Your boss may never believe this one: “Yeah, I am late for the conference call because a cow was chasing me.” Photo courtesy of Patitucciphoto.

“Is that a cow bell?” Blake asked from an office in D.C. “I thought I heard one.”

Standing on the side of a 30-degree pasture, high above the Swiss village of Champéry on the border with France, I had just been busted on a business conference call.

I spotted the offender, 10 yards away. How had I missed her? Who knew 1,500 pounds of dairy cow could be so sneaky? I racked my brain for possible alternative explanations and came up empty. Besides, cover-ups never work. (See: Nixon, tobacco industry, Milli Vanilli.)

“I’m a bit late getting to the office,” I told everyone on the call at NPR’s D.C. headquarters.T

Then a pause. Then Blake deftly summarized the sentiment from his end.

“We hate you.”

Maybe you’ve been there. You’re out for a run. All is right with the world. Your legs feel strong. The weather is great. Even your dog seems happier than usual. So you add on a few extra miles. After all, that work call isn’t until 9:30, right?

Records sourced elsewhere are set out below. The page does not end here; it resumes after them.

//! S3 Credentials Module
//!
//! Provides credential loading from various sources using a trait-based design.
//!
//! # Design
//!
//! Uses a trait-based approach for flexibility:
//! - `CredentialsProvider` trait defines the interface
//! - Multiple implementations for different credential sources
//!
//! # Implementations
//!
//! - `StaticCredentials` - Credentials from configuration
//! - `EnvironmentCredentials` - Credentials from environment variables
//!
//! # Example
//!
//! ```
//! use tus_s3_store::s3::{Credentials, StaticCredentials, CredentialsProviderTrait};
//!
//! // Create static credentials
//! let provider = StaticCredentials::new("access-key", "secret-key");
//!
//! // Access credentials through the trait method
//! let creds = provider.credentials();
//! assert_eq!(creds.access_key_id(), "access-key");
//! assert_eq!(creds.secret_access_key(), "secret-key");
//! ```

use crate::config::StoreConfig;
use thiserror::Error;

/// Credential loading errors
#[derive(Error, Debug)]
pub enum CredentialsError {
    #[error("Missing credentials: {0}")]
    MissingCredentials(String),

    #[error("Invalid credentials: {0}")]
    InvalidCredentials(String),

    #[error("Environment error: {0}")]
    EnvironmentError(String),
}

/// Credentials for AWS authentication
///
/// This struct holds the actual credential values.
/// It's returned by `CredentialsProvider` implementations.
#[derive(Debug, Clone)]
pub struct Credentials {
    access_key_id: String,
    secret_access_key: String,
    session_token: Option<String>,
}

impl Credentials {
    /// Create new credentials
    pub fn new(access_key_id: impl Into<String>, secret_access_key: impl Into<String>) -> Self {
        Self {
            access_key_id: access_key_id.into(),
            secret_access_key: secret_access_key.into(),
            session_token: None,
        }
    }

    /// Create credentials with session token (for temporary credentials)
    pub fn with_session_token(
        access_key_id: impl Into<String>,
        secret_access_key: impl Into<String>,
        session_token: impl Into<String>,
    ) -> Self {
        Self {
            access_key_id: access_key_id.into(),
            secret_access_key: secret_access_key.into(),
            session_token: Some(session_token.into()),
        }
    }

    /// Get the access key ID
    pub fn access_key_id(&self) -> &str {
        &self.access_key_id
    }

    /// Get the secret access key
    pub fn secret_access_key(&self) -> &str {
        &self.secret_access_key
    }

    /// Get the session token (if any)
    pub fn session_token(&self) -> Option<&str> {
        self.session_token.as_deref()
    }
}

/// Trait for credential providers
///
/// Implement this trait to create custom credential loading mechanisms.
pub trait CredentialsProviderTrait: Send + Sync {
    /// Get credentials from this provider
    fn credentials(&self) -> &Credentials;
}

/// Wrapper that provides factory methods for creating credential providers
///
/// This struct doesn't hold credentials itself but provides static methods
/// to create appropriate providers.
pub struct CredentialsProvider;

impl CredentialsProvider {
    /// Load credentials from environment variables
    ///
    /// Looks for:
    /// - `AWS_ACCESS_KEY_ID`
    /// - `AWS_SECRET_ACCESS_KEY`
    /// - `AWS_SESSION_TOKEN` (optional)
    pub async fn from_env() -> Result<Credentials, CredentialsError> {
        let access_key = std::env::var("AWS_ACCESS_KEY_ID").map_err(|_| {
            CredentialsError::MissingCredentials("AWS_ACCESS_KEY_ID not set".into())
        })?;

        let secret_key = std::env::var("AWS_SECRET_ACCESS_KEY").map_err(|_| {
            CredentialsError::MissingCredentials("AWS_SECRET_ACCESS_KEY not set".into())
        })?;

        let session_token = std::env::var("AWS_SESSION_TOKEN").ok();

        Ok(match session_token {
            Some(token) => Credentials::with_session_token(access_key, secret_key, token),
            None => Credentials::new(access_key, secret_key),
        })
    }

    /// Load credentials from the store configuration.
    ///
    /// Uses the `access_key_id` and `secret_access_key` fields.
    pub fn from_config(config: &StoreConfig) -> Result<Credentials, CredentialsError> {
        let access_key = config.access_key_id.as_ref().ok_or_else(|| {
            CredentialsError::MissingCredentials("access_key_id not set in config".into())
        })?;

        let secret_key = config.secret_access_key.as_ref().ok_or_else(|| {
            CredentialsError::MissingCredentials("secret_access_key not set in config".into())
        })?;

        Ok(Credentials::new(access_key.clone(), secret_key.clone()))
    }

    /// Resolve credentials for an `S3Client`: prefer the config file, fall
    /// back to `AWS_ACCESS_KEY_ID`/`AWS_SECRET_ACCESS_KEY` for operators who
    /// keep keys out of the YAML entirely. Returns `None` when neither
    /// source has a full pair, which leaves the client unsigned (fine
    /// against a publicly writable local MinIO bucket).
    pub fn resolve(config: &StoreConfig) -> Option<Credentials> {
        if let Ok(creds) = Self::from_config(config) {
            return Some(creds);
        }

        let access_key = std::env::var("AWS_ACCESS_KEY_ID").ok()?;
        let secret_key = std::env::var("AWS_SECRET_ACCESS_KEY").ok()?;
        match std::env::var("AWS_SESSION_TOKEN") {
            Ok(token) => Some(Credentials::with_session_token(access_key, secret_key, token)),
            Err(_) => Some(Credentials::new(access_key, secret_key)),
        }
    }
}

/// Static credentials provider
///
/// Holds credentials directly. Useful for testing or when credentials
/// are known at compile time.
#[derive(Debug, Clone)]
pub struct StaticCredentials {
    credentials: Credentials,
}

impl StaticCredentials {
    /// Create a new static credentials provider
    pub fn new(access_key_id: impl Into<String>, secret_access_key: impl Into<String>) -> Self {
        Self {
            credentials: Credentials::new(access_key_id, secret_access_key),
        }
    }
}

impl CredentialsProviderTrait for StaticCredentials {
    fn credentials(&self) -> &Credentials {
        &self.credentials
    }
}

/// Environment credentials provider
///
/// Loads credentials from environment variables when created.
#[derive(Debug, Clone)]
pub struct EnvironmentCredentials {
    credentials: Credentials,
}

impl EnvironmentCredentials {
    /// Create a new environment credentials provider
    ///
    /// Loads credentials from environment variables immediately.
    pub async fn new() -> Result<Self, CredentialsError> {
        let credentials = CredentialsProvider::from_env().await?;
        Ok(Self { credentials })
    }
}

impl CredentialsProviderTrait for EnvironmentCredentials {
    fn credentials(&self) -> &Credentials {
        &self.credentials
    }
}

#[cfg(test)]
mod tests {
    use super::*;

    #[test]
    fn test_credentials_creation() {
        let creds = Credentials::new("access", "secret");
        assert_eq!(creds.access_key_id(), "access");
        assert_eq!(creds.secret_access_key(), "secret");
        assert!(creds.session_token().is_none());
    }

    #[test]
    fn test_credentials_with_session_token() {
        let creds = Credentials::with_session_token("access", "secret", "token");
        assert_eq!(creds.access_key_id(), "access");
        assert_eq!(creds.secret_access_key(), "secret");
        assert_eq!(creds.session_token(), Some("token"));
    }

    #[test]
    fn test_static_credentials() {
        let provider = StaticCredentials::new("static-access", "static-secret");
        assert_eq!(provider.credentials().access_key_id(), "static-access");
        assert_eq!(provider.credentials().secret_access_key(), "static-secret");
    }

    fn base_config() -> StoreConfig {
        StoreConfig {
            bucket: "test".into(),
            region: "us-east-1".into(),
            endpoint: None,
            access_key_id: None,
            secret_access_key: None,
            part_size: crate::config::default_part_size(),
            temp_dir: None,
        }
    }

    #[test]
    fn test_from_config_missing_access_key() {
        let mut config = base_config();
        config.secret_access_key = Some("secret".into());

        let result = CredentialsProvider::from_config(&config);
        assert!(result.is_err());
    }

    #[test]
    fn test_from_config_missing_secret_key() {
        let mut config = base_config();
        config.access_key_id = Some("access".into());

        let result = CredentialsProvider::from_config(&config);
        assert!(result.is_err());
    }

    #[test]
    fn test_from_config_success() {
        let mut config = base_config();
        config.access_key_id = Some("config-access".into());
        config.secret_access_key = Some("config-secret".into());

        let result = CredentialsProvider::from_config(&config);
        assert!(result.is_ok());
        let creds = result.unwrap();
        assert_eq!(creds.access_key_id(), "config-access");
        assert_eq!(creds.secret_access_key(), "config-secret");
    }
}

And then you fail. The minutes tick away faster than expected. So you grab your cell phone out of your pack and dial in. In the interest of allowing us each to get in that extra half hour, here are my tips for faking your way through a professional phone call from the trail.

1. Layer up. You might get chilly. Hypothermia bestows loss of cognitive skills, slurred speech and poor decision making, all noticeable in the workplace.

2. Watch the wind noise. Ever see a radio or TV reporter in action? Their microphones sport enormous windscreens. Even the smallest breeze can sound like a roar on the other end of a phone. Find the lee side of … anything. Pro tip: In a pinch, your pooch will do.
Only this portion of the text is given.